▶ THE TASK: Scan the data below for the string "impl". Copy every line where it appears.

[Records from a dataset]
- - - - -

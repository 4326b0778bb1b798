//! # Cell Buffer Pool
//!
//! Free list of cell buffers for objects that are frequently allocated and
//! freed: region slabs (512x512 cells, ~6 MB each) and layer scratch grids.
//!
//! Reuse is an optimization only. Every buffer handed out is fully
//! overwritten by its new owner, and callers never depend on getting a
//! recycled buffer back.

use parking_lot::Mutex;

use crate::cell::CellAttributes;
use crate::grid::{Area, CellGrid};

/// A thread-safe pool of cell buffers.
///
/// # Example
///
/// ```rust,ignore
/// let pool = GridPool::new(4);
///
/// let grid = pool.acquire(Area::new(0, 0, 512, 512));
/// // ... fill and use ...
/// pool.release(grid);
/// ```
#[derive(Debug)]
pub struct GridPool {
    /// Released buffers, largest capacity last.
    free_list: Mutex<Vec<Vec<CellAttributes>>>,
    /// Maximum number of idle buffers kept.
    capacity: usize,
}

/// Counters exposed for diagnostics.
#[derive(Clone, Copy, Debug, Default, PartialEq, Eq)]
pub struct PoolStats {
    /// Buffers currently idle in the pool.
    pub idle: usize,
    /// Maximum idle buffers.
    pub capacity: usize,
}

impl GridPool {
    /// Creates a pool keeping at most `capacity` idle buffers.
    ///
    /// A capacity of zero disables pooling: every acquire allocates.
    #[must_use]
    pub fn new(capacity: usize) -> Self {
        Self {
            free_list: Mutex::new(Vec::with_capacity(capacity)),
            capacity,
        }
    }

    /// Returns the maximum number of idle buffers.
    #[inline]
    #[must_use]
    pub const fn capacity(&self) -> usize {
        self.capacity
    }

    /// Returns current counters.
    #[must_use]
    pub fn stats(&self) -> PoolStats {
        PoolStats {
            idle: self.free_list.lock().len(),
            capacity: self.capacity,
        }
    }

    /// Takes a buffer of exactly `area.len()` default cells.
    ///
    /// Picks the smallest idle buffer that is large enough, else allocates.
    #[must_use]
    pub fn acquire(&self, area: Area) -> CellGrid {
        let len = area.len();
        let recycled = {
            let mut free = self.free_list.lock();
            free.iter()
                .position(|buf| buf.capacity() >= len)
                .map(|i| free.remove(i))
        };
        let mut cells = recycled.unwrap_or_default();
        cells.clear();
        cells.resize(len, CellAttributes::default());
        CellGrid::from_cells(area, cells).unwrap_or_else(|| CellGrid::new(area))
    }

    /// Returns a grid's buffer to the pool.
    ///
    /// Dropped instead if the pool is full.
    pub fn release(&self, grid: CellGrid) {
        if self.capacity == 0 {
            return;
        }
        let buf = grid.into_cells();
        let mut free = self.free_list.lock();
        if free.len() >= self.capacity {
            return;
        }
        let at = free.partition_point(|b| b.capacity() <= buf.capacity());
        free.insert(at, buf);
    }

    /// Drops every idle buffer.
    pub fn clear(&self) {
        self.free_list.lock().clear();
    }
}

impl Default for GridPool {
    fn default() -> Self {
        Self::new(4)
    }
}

- - - - -

▶ OUTPUT FOR THIS EXERCISE:
impl GridPool {
impl Default for GridPool {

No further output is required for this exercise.